Oside is short for Oceanside, CA. We used to live in North County San Diego.



Ah. Thank you! My equivalent would be TBMan (Tampa Bay), but somehow the connotation seems all wrong! ;)

As an aside, I have been on CollarMe in various incarnations on and off since 2005, and you are one of the few I have seen remaining from those days. Level is another that comes to mind that is till here. Haven't seen a lot of others. So bravo!




Dyfrynt -> RE: Jealousy and acceptance (2/26/2013 7:56:55 AM)


quote:

ORIGINAL: Toppingfrmbottom

I would love to swing or have a third, but I am insecure and jelouse, yes.

My biggest insecurity is he would like the sex with her better than me and prefer to fuck her more than me. Or do things to her that hes refused or,shown no interest in doing to me.



Tfb, those are probably two of the biggest issues that can crop up. That one person pays too much attention to the new person in the group, at the expense of the other; and that they will do things with the new person that they never would do with you. These were two of my wife's stipulations, and I would have done my best to honor them anyway even if they were not.

As for the sex insecurity, I get it. For me making love (as I really don't have any interest in just having sex) with different women is not a better than or worse than situation. If you are a dancer you know that no two dance partners are the same. Each person you dance with brings their individual energy, personality and vitality to the dance. The more dance partners you have, the more you can enjoy the myriad pleasures of each person that is individual to them.

Making love is the same for me, only on an incredibly deeper, meaningful level. Each person brings their own individual uniqueness. It isn't a matter of better or worse. It is a matter of different.

I'm not suggesting that poly is for everybody. There are many people who are simply wired for monogamy. Nothing in the world wrong with that.




Dyfrynt -> RE: Jealousy and acceptance (2/26/2013 8:20:37 AM)

Having lauded the joys of poly, it seems only fair to mention some of the dangers.

Many men (and yes some women) will use the poly family as an excuse to get around the "no cheating" rule of a relationship. They know good and well that they are not interested in poly, they want an arrangement to allow them to bang another woman. You have to know your man and that is easier said than done. So many of my female friends "thought" they knew their guy, and turned out to be SO wrong, it's as if they were wearing blinders. Unfortunately a lot of times they were.

The best test of a person's character is if their words match their actions. If they say they will do x, but they constantly do y, that should be a dire warning. But if someone says they will do x and they actually DO x.

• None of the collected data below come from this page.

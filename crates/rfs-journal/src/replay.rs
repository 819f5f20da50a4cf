//! Offline crash recovery.
//!
//! Replay runs before the filesystem mounts. It arbitrates the two
//! commit header slots, scans the committed window of the circular log
//! from tail to head building a last-write-wins map of filesystem
//! blocks, honors revocation records, and recovers the inode liveness
//! list. [`Replay::write_back`] then pushes the surviving block images
//! to the filesystem device.
//!
//! Replay only ever writes to the filesystem device; the log itself is
//! left untouched so recovery is idempotent and can be re-run after a
//! crash during recovery.

use crate::records::{
    self, CommitHeader, RecordHead, TAG_BLOCKS, TAG_INODES, TAG_REVOCATIONS,
};
use rfs_block::ByteDevice;
use rfs_error::{Result, WalError};
use rfs_types::{u64_to_usize, BlockSize, InodeNumber};
use std::collections::BTreeMap;
use std::sync::Arc;

/// Recovered log state, ready for inspection or write-back.
pub struct Replay {
    dev: Arc<dyn ByteDevice>,
    log_off: u64,
    circ_off: u64,
    circ_size: u64,
    log_bshift: u32,
    fs_bshift: u32,
    generation: u32,
    /// Filesystem block address to log offset of its newest image.
    blocks: BTreeMap<u64, u64>,
    inodes: Vec<(InodeNumber, u32)>,
    inodes_head: u64,
    inodes_tail: u64,
}

impl std::fmt::Debug for Replay {
    fn fmt(&self, f: &mut std::fmt::Formatter<'_>) -> std::fmt::Result {
        f.debug_struct("Replay")
            .field("generation", &self.generation)
            .field("blocks", &self.blocks.len())
            .field("inodes", &self.inodes.len())
            .finish_non_exhaustive()
    }
}

impl Replay {
    /// Read and arbitrate the commit headers, then scan the committed
    /// window of the log.
    ///
    /// The first header slot must decode; a log that never committed is
    /// a format error. The second slot supersedes the first only when
    /// it decodes cleanly and carries a higher generation, so a torn
    /// write of either slot falls back to the other.
    pub fn start(dev: Arc<dyn ByteDevice>, log_off: u64, log_len: u64) -> Result<Self> {
        let mut probe = vec![0_u8; records::COMMIT_HEADER_SIZE];
        dev.read_exact_at(log_off, &mut probe)?;
        let first = CommitHeader::decode(&probe)
            .map_err(|e| WalError::Format(format!("commit header slot 0: {e}")))?;

        let log_bsize = BlockSize::from_shift(first.log_bshift)
            .map_err(|e| WalError::Format(format!("commit header block shift: {e}")))?;
        let blocklen = log_bsize.get_u64();

        let mut slot1 = vec![0_u8; records::COMMIT_HEADER_SIZE];
        dev.read_exact_at(log_off + blocklen, &mut slot1)?;
        let header = match CommitHeader::decode(&slot1) {
            Ok(second) if second.generation.0 > first.generation.0 => second,
            _ => first,
        };

        if header.circ_off != 2 * blocklen
            || header.circ_size == 0
            || header.circ_off + header.circ_size > log_len
        {
            return Err(WalError::Format(
                "commit header geometry does not fit the log region".to_owned(),
            ));
        }
        if header.fs_bshift < header.log_bshift {
            return Err(WalError::Format(
                "commit header fs block smaller than log block".to_owned(),
            ));
        }

        tracing::info!(
            target: "rwl::replay",
            generation = header.generation.0,
            head = header.head,
            tail = header.tail,
            "replaying log"
        );

        let mut replay = Self {
            dev,
            log_off,
            circ_off: header.circ_off,
            circ_size: header.circ_size,
            log_bshift: header.log_bshift,
            fs_bshift: header.fs_bshift,
            generation: header.generation.0,
            blocks: BTreeMap::new(),
            inodes: Vec::new(),
            inodes_head: 0,
            inodes_tail: 0,
        };
        replay.process(header.tail, header.head)?;
        Ok(replay)
    }

    fn process(&mut self, tail: u64, head: u64) -> Result<()> {
        if head == 0 && tail == 0 {
            return Ok(());
        }
        let blocklen = 1_usize << self.log_bshift;
        let fs_bsize = 1_u64 << self.fs_bshift;
        let mut scratch = vec![0_u8; blocklen];
        let mut off = tail;
        while off != head {
            let record_start = off;
            self.circ_read(&mut scratch, off)?;
            off = self.circ_advance(off, blocklen as u64);
            let rec = RecordHead::decode(&scratch)
                .map_err(|e| records::corrupt(record_start, &e))?;
            match rec.tag {
                TAG_BLOCKS => {
                    let runs = records::decode_block_runs(&scratch, rec.count)
                        .map_err(|e| records::corrupt(record_start, &e))?;
                    for run in runs {
                        let nblks = u64::from(run.len) >> self.fs_bshift;
                        for j in 0..nblks {
                            self.blocks.insert(run.addr.0 + j, off);
                            off = self.circ_advance(off, fs_bsize);
                        }
                    }
                }
                TAG_REVOCATIONS => {
                    let runs = records::decode_block_runs(&scratch, rec.count)
                        .map_err(|e| records::corrupt(record_start, &e))?;
                    for run in runs {
                        let nblks = u64::from(run.len) >> self.fs_bshift;
                        for j in 0..nblks {
                            self.blocks.remove(&(run.addr.0 + j));
                        }
                    }
                }
                TAG_INODES => {
                    // The tail marks where the live list starts: the
                    // last record with the clear flag. Continuation
                    // records only move the head, so the recovered span
                    // covers the whole list.
                    if rec.flag != 0 {
                        self.inodes.clear();
                        self.inodes_tail = record_start;
                    }
                    let entries = records::decode_inode_entries(&scratch, rec.count)
                        .map_err(|e| records::corrupt(record_start, &e))?;
                    self.inodes.extend(entries);
                    self.inodes_head = off;
                }
                other => {
                    return Err(WalError::Format(format!(
                        "unknown log record tag {other:#x} at offset {record_start}"
                    )));
                }
            }
            // The record's own length must account for exactly the
            // bytes consumed.
            let expected = self.circ_advance(record_start, u64::from(rec.len));
            if expected != off {
                return Err(WalError::Corruption {
                    offset: record_start,
                    detail: "corrupted records".to_owned(),
                });
            }
        }
        tracing::info!(
            target: "rwl::replay",
            blocks = self.blocks.len(),
            inodes = self.inodes.len(),
            "log scan complete"
        );
        Ok(())
    }

    /// Write every surviving block image to the filesystem device.
    pub fn write_back(&self, fs_dev: &dyn ByteDevice) -> Result<()> {
        let fs_bsize = 1_usize << self.fs_bshift;
        let mut buf = vec![0_u8; fs_bsize];
        for (&addr, &off) in &self.blocks {
            self.circ_read(&mut buf, off)?;
            fs_dev.write_all_at(addr << self.fs_bshift, &buf)?;
        }
        fs_dev.sync()?;
        tracing::info!(
            target: "rwl::replay",
            blocks = self.blocks.len(),
            "write-back complete"
        );
        Ok(())
    }

    /// Whether the log holds an image of filesystem block `addr`.
    #[must_use]
    pub fn can_read(&self, addr: u64) -> bool {
        self.blocks.contains_key(&addr)
    }

    /// Read the logged image of filesystem block `addr` into `buf`,
    /// which must be exactly one filesystem block.
    pub fn read(&self, addr: u64, buf: &mut [u8]) -> Result<()> {
        debug_assert_eq!(buf.len(), 1_usize << self.fs_bshift);
        let off = *self
            .blocks
            .get(&addr)
            .ok_or_else(|| WalError::Format(format!("block {addr} not in log")))?;
        self.circ_read(buf, off)
    }

    /// Generation of the winning commit header.
    #[must_use]
    pub fn generation(&self) -> u32 {
        self.generation
    }

    /// Recovered inode liveness list.
    #[must_use]
    pub fn inodes(&self) -> &[(InodeNumber, u32)] {
        &self.inodes
    }

    /// Log offset just past the recovered inode list.
    #[must_use]
    pub fn inodes_head(&self) -> u64 {
        self.inodes_head
    }

    /// Log offset of the last inode record.
    #[must_use]
    pub fn inodes_tail(&self) -> u64 {
        self.inodes_tail
    }

    /// Number of distinct filesystem blocks with logged images.
    #[must_use]
    pub fn block_count(&self) -> usize {
        self.blocks.len()
    }

    fn circ_read(&self, buf: &mut [u8], off: u64) -> Result<()> {
        let end = self.circ_off + self.circ_size;
        let mut off = if off < self.circ_off { self.circ_off } else { off };
        let mut filled = 0_usize;
        while filled < buf.len() {
            let room = u64_to_usize(end - off, "circ read span")
                .map_err(|e| WalError::Format(e.to_string()))?;
            let take = room.min(buf.len() - filled);
            self.dev
                .read_exact_at(self.log_off + off, &mut buf[filled..filled + take])?;
            filled += take;
            off += take as u64;
            if off == end {
                off = self.circ_off;
            }
        }
        Ok(())
    }

    fn circ_advance(&self, off: u64, len: u64) -> u64 {
        let off = if off < self.circ_off { self.circ_off } else { off };
        let end = self.circ_off + self.circ_size;
        debug_assert!(off < end);
        let span = end - off;
        if len < span {
            off + len
        } else {
            self.circ_off + (len - span) % self.circ_size
        }
    }
}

And this pattern is repeated time and time again over the course of a relationship, that makes a fairly strong case that they can be trusted; what they are asking for is genuine.

That doesn't mean it is right for you. You could have the most honest guy in the world asking for a poly relationship, but if you are monogamous, you are monogamous. End of story. However if you are not strictly monogamous and just have fears, the above can go a long way towards alleviating those fears.

The other major downside to poly is the new person in the mix getting far too much of the attention at your expense. This can happen even if the people involved want a poly relationship. It is an easy trap to fall into and a lot of people do it not because they are unaware of the inequity, but because they are not willing to be responsive to making it right.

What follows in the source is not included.